誰かに何かあったとき、タクシーで駆けつけることも出来る。
何より、娘との生活を守れる。
金だけは決して裏切らん。
でも、人間には裏切り行為が付き物やから。
翔平は零那の何に嫉妬してるんやろ。
束縛の理由は?
金目的だったとか?
零那が他に男つくったら金使ってくれんくなるとか?
そっちだったりするんかな?
だったら相当笑える。
友達に、翔平のこと話したら『うざっ!仕事は行けよ!』だった...
思わず笑ってしまった。
『金目的なら、そんなコトで泣かん。

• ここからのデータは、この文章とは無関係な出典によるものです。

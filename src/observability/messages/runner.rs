// Copyright (c) 2025 Steve Wagner (ciroque@live.com)
// SPDX-License-Identifier: MIT

use std::fmt::{Display, Formatter};
use std::time::Duration;

use tracing::Span;

use super::StructuredLog;

pub struct RunnerStarted<'a> {
    pub object_id: &'a str,
    pub processor: &'a str,
}

impl Display for RunnerStarted<'_> {
    fn fmt(&self, f: &mut Formatter) -> std::fmt::Result {
        write!(
            f,
            "Frame runner for '{}' started with processor '{}'",
            self.object_id, self.processor
        )
    }
}

impl StructuredLog for RunnerStarted<'_> {
    fn log(&self) {
        tracing::info!(object_id = self.object_id, processor = self.processor, "{}", self);
    }

    fn span(&self, name: &str) -> Span {
        tracing::info_span!(
            "runner",
            span_name = name,
            object_id = self.object_id,
            processor = self.processor,
        )
    }
}

/// Logged at `debug!`, once per frame.
pub struct FrameProcessed<'a> {
    pub object_id: &'a str,
    pub sequence: u64,
    pub frame_size: usize,
    pub duration: Duration,
}

impl Display for FrameProcessed<'_> {
    fn fmt(&self, f: &mut Formatter) -> std::fmt::Result {
        write!(
            f,
            "Element '{}' processed frame #{}: {} bytes in {:?}",
            self.object_id, self.sequence, self.frame_size, self.duration
        )
    }
}

impl StructuredLog for FrameProcessed<'_> {
    fn log(&self) {
        tracing::debug!(
            object_id = self.object_id,
            sequence = self.sequence,
            frame_size = self.frame_size,
            duration_us = self.duration.as_micros() as u64,
            "{}", self
        );
    }

    fn span(&self, name: &str) -> Span {
        tracing::debug_span!(
            "frame",
            span_name = name,
            object_id = self.object_id,
            sequence = self.sequence,
        )
    }
}

pub struct FrameFailed<'a> {
    pub object_id: &'a str,
    pub sequence: u64,
    pub error: &'a dyn std::error::Error,
}

impl Display for FrameFailed<'_> {
    fn fmt(&self, f: &mut Formatter) -> std::fmt::Result {
        write!(
            f,
            "Element '{}' failed on frame #{}: {}",
            self.object_id, self.sequence, self.error
        )
    }
}

impl StructuredLog for FrameFailed<'_> {
    fn log(&self) {
        tracing::error!(
            object_id = self.object_id,
            sequence = self.sequence,
            error = %self.error,
            "{}", self
        );
    }

    fn span(&self, name: &str) -> Span {
        tracing::error_span!(
            "frame",
            span_name = name,
            object_id = self.object_id,
            sequence = self.sequence,
        )
    }
}

pub struct RunnerStopped<'a> {
    pub object_id: &'a str,
    pub frames_in: u64,
    pub frames_out: u64,
    pub errors: u64,
    pub reason: &'a str,
}

impl Display for RunnerStopped<'_> {
    fn fmt(&self, f: &mut Formatter) -> std::fmt::Result {
        write!(
            f,
            "Frame runner for '{}' stopped ({}): in={}, out={}, errors={}",
            self.object_id, self.reason, self.frames_in, self.frames_out, self.errors
        )
    }
}

impl StructuredLog for RunnerStopped<'_> {
    fn log(&self) {
        tracing::info!(
            object_id = self.object_id,
            frames_in = self.frames_in,
            frames_out = self.frames_out,
            errors = self.errors,
            reason = self.reason,
            "{}", self
        );
    }

    fn span(&self, name: &str) -> Span {
        tracing::info_span!("runner", span_name = name, object_id = self.object_id)
    }
}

愛されとんよ!』
別に嬉しくないって想った自分が怖かった。
たぶん、ほんまに愛するってことを経験してないと思う。
強いて言うなら、元旦那と付き合う前(片想い中)が1番『愛』を実感できてたかも。
翔平は、たぶん零那に依存してる。
執着してるだけ。
別に愛があるわけじゃ無いと思う。
なんとなく、そう感じた。
それくらい、零那が普段から何かと金出してたから。
だから、零那のことが好きで一緒に居るわけじゃ無く、お金が無かったら困るからやろな...って。
金は人格を変える生き物だからねー...。
男の立場になって冷静に考えると、何でも金出してくれて買ってくれて、ヤレる女とか都合良いし?
零那の感覚ではズルズル一緒に居る感じ。
翔平は、好きとか愛してるとか大事とか言うけど...なんてゆうか、それが嫌になってきた。
特別好きじゃ無い罪悪感?
翔平の実家に住まして貰ってる身。
別れるほどの何かがあるわけじゃ無い。